# About this task
Using the entries that follow, collect the lines where the word "sqrt" appears.

*** Opening of Supplied records ***

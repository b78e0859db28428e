//! Data layer: the validated two-column dataset and its loader.
//!
//! Architecture:
//! ```text
//!  .csv / .tsv / .txt
//!        │
//!        ▼
//!   ┌──────────┐
//!   │  loader   │  header + rows → all-or-nothing validation
//!   └──────────┘
//!        │
//!        ▼
//!   ┌──────────┐
//!   │ Dataset   │  (x_label, y_label, x, y), immutable
//!   └──────────┘
//! ```

pub mod loader;
pub mod model;
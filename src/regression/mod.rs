//! Polynomial least-squares regression of degree 1 to 3.

pub mod model;
pub mod solver;

pub use model::{FitMethod, PolynomialDegree, RegressionResult};
pub use solver::{fit, fit_all};
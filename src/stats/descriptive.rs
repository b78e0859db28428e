use crate::error::{AnalysisError, Result};

use super::round2;

// ---------------------------------------------------------------------------
// Single-variable statistics
// ---------------------------------------------------------------------------

/// Arithmetic mean, rounded to 2 decimals.
pub fn mean(values: &[f64]) -> Result<f64> {
    if values.is_empty() {
        return Err(AnalysisError::EmptyDataset);
    }
    let sum: f64 = values.iter().sum();
    Ok(round2(sum / values.len() as f64))
}

/// Distance of every value from the (rounded) mean, each rounded to 2
/// decimals. Order follows `values`.
pub fn deviations(values: &[f64]) -> Result<Vec<f64>> {
    let avg = mean(values)?;
    Ok(values.iter().map(|v| round2(v - avg)).collect())
}

/// Standard deviation of the mean: `sqrt(Σd² / (n·(n-1)))` over the rounded
/// deviations, rounded to 2 decimals.
///
/// The `n·(n-1)` denominator makes this the standard error of the mean rather
/// than the sample standard deviation; reports label it "mean standard
/// deviation".
pub fn sample_std_dev(values: &[f64]) -> Result<f64> {
    let n = values.len();
    if n == 0 {
        return Err(AnalysisError::EmptyDataset);
    }
    if n == 1 {
        return Err(AnalysisError::InsufficientPoints {
            needed: 2,
            found: 1,
        });
    }

    let sum_sq: f64 = deviations(values)?.iter().map(|d| d * d).sum();
    let n = n as f64;
    Ok(round2((sum_sq / (n * (n - 1.0))).sqrt()))
}

// ---------------------------------------------------------------------------
// Paired statistics
// ---------------------------------------------------------------------------

/// Population covariance `Σ(xᵢ-x̄)(yᵢ-ȳ) / n` using the rounded means,
/// rounded to 2 decimals.
pub fn covariance(x: &[f64], y: &[f64]) -> Result<f64> {
    check_paired(x, y)?;
    let x_avg = mean(x)?;
    let y_avg = mean(y)?;

    let sum: f64 = x
        .iter()
        .zip(y)
        .map(|(xi, yi)| (xi - x_avg) * (yi - y_avg))
        .sum();
    Ok(round2(sum / x.len() as f64))
}

/// Sign of a covariance, as read by the report.
#[derive(Debug, Clone, Copy, PartialEq, Eq, serde::Serialize)]
#[serde(rename_all = "snake_case")]
pub enum CovarianceDirection {
    /// Both variables tend to move the same way.
    Same,
    /// One variable tends to fall while the other rises.
    Opposite,
    /// Zero covariance.
    Independent,
}

impl CovarianceDirection {
    pub fn of(covariance: f64) -> Self {
        if covariance > 0.0 {
            CovarianceDirection::Same
        } else if covariance < 0.0 {
            CovarianceDirection::Opposite
        } else {
            CovarianceDirection::Independent
        }
    }
}

pub(crate) fn check_paired(x: &[f64], y: &[f64]) -> Result<()> {
    if x.len() != y.len() {
        return Err(AnalysisError::MismatchedLengths {
            x_len: x.len(),
            y_len: y.len(),
        });
    }
    if x.is_empty() {
        return Err(AnalysisError::EmptyDataset);
    }
    Ok(())
}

*** Close of Supplied records ***

# Response to the task
/// Standard deviation of the mean: `sqrt(Σd² / (n·(n-1)))` over the rounded
    Ok(round2((sum_sq / (n * (n - 1.0))).sqrt()))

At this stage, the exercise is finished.